(Stored data)
= = = =
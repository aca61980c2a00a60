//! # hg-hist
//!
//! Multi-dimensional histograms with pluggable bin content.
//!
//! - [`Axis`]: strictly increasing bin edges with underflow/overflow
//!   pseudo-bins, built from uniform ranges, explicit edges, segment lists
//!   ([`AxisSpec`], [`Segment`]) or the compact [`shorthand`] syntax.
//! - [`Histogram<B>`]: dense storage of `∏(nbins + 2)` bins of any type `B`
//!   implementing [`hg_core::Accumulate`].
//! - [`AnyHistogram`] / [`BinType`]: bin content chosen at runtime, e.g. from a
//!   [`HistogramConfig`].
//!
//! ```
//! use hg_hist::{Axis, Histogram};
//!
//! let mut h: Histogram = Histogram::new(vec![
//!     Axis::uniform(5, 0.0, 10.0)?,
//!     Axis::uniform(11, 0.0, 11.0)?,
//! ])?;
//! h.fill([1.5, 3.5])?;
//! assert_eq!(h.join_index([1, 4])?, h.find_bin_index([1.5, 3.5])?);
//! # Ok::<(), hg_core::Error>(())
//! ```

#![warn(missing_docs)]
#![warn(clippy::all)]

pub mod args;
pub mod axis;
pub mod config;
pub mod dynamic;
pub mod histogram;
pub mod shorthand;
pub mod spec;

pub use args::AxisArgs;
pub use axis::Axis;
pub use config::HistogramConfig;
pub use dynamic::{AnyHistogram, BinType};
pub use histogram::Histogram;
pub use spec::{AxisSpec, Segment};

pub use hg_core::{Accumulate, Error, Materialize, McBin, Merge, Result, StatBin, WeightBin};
= = = =
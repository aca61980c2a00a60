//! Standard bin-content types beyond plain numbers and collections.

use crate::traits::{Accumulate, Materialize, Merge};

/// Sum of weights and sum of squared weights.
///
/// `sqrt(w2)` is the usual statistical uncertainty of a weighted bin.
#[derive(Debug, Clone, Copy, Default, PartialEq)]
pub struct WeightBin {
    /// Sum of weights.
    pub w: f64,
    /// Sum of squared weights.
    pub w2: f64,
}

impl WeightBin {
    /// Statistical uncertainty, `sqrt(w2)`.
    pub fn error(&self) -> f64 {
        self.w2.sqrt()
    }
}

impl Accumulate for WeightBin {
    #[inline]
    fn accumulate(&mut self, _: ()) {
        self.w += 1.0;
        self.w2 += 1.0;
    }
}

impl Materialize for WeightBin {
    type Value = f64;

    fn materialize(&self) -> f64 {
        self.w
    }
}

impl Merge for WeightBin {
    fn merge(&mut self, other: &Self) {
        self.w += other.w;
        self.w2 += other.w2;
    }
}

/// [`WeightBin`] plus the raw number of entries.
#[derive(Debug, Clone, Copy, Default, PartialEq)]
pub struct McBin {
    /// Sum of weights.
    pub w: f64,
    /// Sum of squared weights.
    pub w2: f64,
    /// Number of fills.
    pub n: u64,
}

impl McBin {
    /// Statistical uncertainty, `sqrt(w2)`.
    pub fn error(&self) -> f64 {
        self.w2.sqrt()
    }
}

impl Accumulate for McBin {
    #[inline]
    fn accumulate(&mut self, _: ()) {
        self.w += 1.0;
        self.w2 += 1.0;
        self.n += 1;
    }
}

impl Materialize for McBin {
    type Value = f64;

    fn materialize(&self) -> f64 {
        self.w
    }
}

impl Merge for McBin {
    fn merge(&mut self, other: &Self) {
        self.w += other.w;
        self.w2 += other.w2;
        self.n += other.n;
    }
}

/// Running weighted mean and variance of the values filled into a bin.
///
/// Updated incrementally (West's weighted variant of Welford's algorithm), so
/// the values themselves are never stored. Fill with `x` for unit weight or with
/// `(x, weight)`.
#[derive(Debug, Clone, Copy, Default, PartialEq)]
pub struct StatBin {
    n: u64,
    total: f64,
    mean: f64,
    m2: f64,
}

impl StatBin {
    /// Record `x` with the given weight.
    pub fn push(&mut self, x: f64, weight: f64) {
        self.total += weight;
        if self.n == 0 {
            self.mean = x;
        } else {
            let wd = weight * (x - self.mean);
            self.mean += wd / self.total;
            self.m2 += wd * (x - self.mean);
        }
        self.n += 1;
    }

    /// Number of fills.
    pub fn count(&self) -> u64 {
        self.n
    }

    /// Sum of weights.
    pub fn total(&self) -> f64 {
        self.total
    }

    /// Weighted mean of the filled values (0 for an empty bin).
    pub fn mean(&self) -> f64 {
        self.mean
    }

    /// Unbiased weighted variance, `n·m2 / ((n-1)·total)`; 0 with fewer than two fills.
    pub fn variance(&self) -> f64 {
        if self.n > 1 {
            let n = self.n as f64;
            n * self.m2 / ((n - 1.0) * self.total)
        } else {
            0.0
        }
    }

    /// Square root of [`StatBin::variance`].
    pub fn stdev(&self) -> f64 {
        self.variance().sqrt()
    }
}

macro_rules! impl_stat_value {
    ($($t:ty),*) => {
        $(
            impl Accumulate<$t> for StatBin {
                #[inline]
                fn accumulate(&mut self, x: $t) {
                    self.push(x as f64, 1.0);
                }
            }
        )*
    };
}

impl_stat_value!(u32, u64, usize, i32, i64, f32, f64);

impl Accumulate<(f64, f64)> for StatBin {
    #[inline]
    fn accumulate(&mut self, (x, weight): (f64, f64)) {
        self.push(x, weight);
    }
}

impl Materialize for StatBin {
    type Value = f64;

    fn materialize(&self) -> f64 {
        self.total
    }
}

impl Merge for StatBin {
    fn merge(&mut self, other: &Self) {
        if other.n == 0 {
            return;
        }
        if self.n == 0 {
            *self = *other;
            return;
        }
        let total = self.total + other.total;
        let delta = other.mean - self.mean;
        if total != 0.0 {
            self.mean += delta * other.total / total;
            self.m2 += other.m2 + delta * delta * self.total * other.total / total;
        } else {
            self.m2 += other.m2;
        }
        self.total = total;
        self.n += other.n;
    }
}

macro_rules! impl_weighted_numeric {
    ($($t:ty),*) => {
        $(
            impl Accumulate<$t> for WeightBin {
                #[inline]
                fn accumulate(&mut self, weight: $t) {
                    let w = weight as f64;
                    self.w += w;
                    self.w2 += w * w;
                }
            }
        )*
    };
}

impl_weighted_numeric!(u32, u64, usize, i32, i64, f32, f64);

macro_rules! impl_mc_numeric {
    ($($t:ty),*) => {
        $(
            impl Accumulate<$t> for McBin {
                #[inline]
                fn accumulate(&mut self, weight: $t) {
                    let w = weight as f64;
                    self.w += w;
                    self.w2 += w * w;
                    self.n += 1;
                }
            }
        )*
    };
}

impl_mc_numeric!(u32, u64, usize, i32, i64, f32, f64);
= = = =
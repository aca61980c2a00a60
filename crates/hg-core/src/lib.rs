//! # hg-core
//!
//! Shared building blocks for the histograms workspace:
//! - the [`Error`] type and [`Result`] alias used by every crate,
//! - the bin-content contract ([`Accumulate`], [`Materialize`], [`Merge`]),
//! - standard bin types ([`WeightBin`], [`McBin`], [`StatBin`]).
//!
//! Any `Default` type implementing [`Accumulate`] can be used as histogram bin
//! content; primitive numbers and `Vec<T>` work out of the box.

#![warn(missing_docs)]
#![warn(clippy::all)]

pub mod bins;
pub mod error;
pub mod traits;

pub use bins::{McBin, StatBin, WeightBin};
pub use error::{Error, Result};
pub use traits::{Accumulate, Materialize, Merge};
= = = =
Exercise objective> Review the entries above and return every line where "values" appears.

Written reply>
/// Running weighted mean and variance of the values filled into a bin.
/// the values themselves are never stored. Fill with `x` for unit weight or with
    /// Weighted mean of the filled values (0 for an empty bin).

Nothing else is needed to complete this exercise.